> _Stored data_

________________________

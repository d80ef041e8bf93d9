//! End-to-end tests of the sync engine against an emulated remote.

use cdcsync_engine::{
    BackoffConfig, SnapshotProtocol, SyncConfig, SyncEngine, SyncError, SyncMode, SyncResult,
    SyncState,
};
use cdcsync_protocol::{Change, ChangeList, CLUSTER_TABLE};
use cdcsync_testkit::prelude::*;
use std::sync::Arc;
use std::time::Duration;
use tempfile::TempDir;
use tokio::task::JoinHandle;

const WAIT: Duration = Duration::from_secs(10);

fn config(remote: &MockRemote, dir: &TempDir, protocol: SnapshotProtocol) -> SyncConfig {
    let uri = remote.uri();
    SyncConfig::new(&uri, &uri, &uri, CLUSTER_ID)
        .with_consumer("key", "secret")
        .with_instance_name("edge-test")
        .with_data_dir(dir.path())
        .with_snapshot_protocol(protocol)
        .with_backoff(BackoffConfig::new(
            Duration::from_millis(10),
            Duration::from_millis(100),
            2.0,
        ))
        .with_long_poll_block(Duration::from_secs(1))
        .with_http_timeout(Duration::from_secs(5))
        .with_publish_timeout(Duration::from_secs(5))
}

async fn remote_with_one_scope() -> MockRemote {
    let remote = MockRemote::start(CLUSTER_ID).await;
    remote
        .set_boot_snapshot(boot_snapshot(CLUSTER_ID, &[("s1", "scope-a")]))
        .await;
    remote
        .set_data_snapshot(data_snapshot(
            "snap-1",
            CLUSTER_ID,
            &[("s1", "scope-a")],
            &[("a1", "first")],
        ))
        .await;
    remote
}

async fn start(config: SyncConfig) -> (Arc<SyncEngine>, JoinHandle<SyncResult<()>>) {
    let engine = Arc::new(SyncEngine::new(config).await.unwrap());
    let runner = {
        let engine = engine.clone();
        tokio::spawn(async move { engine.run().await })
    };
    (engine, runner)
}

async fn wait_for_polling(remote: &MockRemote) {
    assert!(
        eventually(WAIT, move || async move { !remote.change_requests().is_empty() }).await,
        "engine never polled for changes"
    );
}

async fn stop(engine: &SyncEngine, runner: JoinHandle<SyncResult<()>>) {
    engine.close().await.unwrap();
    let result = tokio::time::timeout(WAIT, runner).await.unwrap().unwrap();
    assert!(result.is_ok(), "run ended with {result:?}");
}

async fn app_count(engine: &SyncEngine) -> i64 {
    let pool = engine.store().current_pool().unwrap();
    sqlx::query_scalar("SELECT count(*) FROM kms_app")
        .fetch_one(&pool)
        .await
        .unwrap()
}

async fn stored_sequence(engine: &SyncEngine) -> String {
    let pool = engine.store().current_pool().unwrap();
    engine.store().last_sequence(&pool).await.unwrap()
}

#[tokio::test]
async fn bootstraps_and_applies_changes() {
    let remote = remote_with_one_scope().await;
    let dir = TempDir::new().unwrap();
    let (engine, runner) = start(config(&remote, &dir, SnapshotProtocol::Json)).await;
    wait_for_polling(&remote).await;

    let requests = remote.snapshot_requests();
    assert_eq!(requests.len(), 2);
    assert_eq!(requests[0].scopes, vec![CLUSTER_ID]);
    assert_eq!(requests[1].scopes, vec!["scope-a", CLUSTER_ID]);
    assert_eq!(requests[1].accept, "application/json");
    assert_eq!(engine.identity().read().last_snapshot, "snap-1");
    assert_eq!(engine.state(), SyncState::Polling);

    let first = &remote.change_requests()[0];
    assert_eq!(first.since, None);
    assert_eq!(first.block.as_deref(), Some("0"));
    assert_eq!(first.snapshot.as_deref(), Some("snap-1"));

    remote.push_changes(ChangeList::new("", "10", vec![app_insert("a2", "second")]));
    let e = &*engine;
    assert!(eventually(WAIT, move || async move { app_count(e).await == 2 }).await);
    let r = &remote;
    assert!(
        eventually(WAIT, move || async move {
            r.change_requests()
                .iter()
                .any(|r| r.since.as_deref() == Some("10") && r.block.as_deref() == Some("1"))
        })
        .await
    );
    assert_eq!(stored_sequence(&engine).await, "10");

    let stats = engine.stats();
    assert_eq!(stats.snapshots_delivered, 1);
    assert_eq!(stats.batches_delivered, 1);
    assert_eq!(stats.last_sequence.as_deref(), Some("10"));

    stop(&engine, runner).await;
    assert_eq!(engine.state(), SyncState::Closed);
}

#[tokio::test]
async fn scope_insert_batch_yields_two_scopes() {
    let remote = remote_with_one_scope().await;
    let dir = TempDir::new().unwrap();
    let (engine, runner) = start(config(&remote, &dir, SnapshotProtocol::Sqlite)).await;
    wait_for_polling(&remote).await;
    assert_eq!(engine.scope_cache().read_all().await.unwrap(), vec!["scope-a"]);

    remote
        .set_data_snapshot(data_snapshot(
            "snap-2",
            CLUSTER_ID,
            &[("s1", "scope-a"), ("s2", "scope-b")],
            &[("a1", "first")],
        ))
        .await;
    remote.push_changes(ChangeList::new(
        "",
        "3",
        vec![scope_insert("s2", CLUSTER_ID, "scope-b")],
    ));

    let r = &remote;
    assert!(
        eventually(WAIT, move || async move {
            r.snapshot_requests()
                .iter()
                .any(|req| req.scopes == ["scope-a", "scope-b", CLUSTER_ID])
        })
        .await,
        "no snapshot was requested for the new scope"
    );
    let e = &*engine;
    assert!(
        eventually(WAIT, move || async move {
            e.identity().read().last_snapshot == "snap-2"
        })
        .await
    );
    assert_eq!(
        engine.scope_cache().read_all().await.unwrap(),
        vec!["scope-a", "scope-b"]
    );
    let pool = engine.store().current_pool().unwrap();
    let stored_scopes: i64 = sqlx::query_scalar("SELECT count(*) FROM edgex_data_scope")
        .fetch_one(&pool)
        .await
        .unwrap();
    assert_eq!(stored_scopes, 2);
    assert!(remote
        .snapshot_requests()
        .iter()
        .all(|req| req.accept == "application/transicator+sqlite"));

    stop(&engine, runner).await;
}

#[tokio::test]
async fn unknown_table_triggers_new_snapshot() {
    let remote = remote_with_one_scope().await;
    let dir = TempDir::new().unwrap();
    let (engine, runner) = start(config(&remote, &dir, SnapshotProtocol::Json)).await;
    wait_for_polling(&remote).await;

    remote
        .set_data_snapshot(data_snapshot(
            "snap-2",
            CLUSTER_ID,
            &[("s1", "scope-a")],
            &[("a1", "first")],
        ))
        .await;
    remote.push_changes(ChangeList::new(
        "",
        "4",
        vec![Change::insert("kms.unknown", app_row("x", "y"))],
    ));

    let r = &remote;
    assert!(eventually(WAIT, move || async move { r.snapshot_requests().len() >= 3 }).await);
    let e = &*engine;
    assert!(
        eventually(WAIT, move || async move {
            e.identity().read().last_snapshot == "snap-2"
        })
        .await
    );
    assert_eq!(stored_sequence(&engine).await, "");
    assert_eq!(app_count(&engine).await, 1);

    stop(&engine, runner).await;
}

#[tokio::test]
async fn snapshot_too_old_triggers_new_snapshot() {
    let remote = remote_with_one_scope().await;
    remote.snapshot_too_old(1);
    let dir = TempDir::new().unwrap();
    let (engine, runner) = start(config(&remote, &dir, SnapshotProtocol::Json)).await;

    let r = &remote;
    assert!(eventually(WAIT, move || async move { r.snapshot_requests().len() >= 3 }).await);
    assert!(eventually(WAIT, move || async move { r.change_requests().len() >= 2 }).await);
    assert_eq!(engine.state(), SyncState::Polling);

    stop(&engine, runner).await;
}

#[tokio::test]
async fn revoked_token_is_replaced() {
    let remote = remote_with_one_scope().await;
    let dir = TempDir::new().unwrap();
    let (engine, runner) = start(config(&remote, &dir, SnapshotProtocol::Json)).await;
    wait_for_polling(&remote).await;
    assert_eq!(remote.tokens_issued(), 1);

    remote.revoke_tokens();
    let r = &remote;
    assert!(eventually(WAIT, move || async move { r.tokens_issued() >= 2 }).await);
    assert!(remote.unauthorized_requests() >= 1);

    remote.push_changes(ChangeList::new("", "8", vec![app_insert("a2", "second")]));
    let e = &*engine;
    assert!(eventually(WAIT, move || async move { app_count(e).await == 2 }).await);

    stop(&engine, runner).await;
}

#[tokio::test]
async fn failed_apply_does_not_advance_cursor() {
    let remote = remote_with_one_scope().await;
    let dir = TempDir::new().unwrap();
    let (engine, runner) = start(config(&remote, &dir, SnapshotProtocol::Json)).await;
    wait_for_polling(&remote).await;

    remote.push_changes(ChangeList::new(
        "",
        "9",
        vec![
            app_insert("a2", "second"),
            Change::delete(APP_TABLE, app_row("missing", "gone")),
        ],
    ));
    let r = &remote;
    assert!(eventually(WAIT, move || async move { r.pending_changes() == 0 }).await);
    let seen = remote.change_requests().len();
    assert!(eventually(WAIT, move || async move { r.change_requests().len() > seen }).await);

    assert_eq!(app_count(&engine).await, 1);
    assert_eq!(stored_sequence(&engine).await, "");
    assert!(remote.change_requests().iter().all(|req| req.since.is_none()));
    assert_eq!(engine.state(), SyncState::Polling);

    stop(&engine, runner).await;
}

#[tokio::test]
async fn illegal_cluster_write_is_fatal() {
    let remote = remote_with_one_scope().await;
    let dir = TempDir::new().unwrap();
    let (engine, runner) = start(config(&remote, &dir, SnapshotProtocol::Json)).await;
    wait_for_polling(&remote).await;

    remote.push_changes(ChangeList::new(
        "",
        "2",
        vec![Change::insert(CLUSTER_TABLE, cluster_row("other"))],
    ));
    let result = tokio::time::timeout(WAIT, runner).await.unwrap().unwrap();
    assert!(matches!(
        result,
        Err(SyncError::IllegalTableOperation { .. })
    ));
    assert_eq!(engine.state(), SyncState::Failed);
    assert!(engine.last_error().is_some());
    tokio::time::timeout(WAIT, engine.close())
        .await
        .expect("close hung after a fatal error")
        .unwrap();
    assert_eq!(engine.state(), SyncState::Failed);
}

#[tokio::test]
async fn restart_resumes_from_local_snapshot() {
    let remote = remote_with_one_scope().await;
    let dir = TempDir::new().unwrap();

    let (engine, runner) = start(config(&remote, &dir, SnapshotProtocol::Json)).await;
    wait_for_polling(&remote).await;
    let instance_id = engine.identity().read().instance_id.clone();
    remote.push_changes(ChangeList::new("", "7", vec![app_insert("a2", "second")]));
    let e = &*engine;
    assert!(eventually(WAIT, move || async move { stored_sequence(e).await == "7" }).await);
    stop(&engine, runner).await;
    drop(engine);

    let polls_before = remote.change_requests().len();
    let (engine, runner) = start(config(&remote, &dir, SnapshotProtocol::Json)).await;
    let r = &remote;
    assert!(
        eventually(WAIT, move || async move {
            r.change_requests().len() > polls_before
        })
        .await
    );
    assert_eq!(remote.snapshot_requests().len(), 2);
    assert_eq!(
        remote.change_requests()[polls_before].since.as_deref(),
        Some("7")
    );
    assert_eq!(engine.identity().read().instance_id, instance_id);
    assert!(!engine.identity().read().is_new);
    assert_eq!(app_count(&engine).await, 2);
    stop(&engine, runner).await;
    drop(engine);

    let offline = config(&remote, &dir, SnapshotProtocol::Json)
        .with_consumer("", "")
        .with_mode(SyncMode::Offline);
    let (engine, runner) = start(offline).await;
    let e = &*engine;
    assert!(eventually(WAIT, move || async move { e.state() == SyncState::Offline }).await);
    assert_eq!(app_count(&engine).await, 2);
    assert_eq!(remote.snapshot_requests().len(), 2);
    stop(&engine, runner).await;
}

________________________

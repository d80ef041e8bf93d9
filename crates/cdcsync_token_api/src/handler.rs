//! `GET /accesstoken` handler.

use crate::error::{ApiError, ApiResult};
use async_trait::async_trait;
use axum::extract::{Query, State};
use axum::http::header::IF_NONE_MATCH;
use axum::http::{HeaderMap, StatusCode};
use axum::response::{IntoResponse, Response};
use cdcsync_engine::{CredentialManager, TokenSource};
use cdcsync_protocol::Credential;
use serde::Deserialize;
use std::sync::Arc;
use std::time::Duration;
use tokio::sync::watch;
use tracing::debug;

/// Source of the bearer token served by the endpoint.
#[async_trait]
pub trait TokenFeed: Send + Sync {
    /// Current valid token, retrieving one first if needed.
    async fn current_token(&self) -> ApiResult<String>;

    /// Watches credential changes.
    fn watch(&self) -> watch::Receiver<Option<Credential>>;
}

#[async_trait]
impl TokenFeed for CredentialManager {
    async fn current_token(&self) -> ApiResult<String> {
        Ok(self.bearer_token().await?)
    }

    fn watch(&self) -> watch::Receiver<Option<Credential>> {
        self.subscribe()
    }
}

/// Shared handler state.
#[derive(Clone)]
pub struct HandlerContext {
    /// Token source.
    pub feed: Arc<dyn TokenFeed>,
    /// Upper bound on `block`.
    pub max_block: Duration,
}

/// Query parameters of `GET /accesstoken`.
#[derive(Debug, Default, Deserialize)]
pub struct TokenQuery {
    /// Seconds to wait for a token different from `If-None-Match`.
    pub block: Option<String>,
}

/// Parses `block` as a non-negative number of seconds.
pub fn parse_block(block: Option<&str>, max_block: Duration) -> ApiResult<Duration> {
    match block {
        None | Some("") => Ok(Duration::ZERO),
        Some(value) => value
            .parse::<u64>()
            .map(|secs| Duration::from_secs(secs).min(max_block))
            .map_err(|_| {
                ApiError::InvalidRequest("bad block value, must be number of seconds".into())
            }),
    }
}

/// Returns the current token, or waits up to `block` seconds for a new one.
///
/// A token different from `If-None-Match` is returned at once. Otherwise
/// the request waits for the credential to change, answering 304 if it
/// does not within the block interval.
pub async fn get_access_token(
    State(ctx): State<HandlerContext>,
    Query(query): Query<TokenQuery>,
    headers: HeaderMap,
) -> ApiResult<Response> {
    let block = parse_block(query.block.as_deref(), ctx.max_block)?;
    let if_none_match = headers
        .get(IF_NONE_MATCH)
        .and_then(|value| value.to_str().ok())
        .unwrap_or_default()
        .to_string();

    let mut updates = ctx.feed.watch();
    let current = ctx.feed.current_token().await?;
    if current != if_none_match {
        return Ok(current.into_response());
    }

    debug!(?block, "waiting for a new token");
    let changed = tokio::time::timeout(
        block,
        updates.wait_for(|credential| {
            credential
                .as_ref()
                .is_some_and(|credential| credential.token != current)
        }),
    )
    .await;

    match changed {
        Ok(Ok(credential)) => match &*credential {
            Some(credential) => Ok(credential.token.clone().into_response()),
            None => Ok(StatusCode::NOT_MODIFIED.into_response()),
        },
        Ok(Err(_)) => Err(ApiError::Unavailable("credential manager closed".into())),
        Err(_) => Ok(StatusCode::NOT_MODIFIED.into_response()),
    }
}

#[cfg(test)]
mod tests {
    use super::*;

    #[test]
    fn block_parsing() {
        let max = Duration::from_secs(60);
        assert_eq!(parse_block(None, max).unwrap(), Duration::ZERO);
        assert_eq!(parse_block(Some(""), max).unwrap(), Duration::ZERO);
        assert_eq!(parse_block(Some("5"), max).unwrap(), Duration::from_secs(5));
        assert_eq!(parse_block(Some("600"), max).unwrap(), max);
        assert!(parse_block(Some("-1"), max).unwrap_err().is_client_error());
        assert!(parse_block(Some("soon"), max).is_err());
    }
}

________________________

> _What is needed_
Out of the entries, pull every line that mentions "CredentialManager".

> _Response for this exercise_
use cdcsync_engine::{CredentialManager, TokenSource};
impl TokenFeed for CredentialManager {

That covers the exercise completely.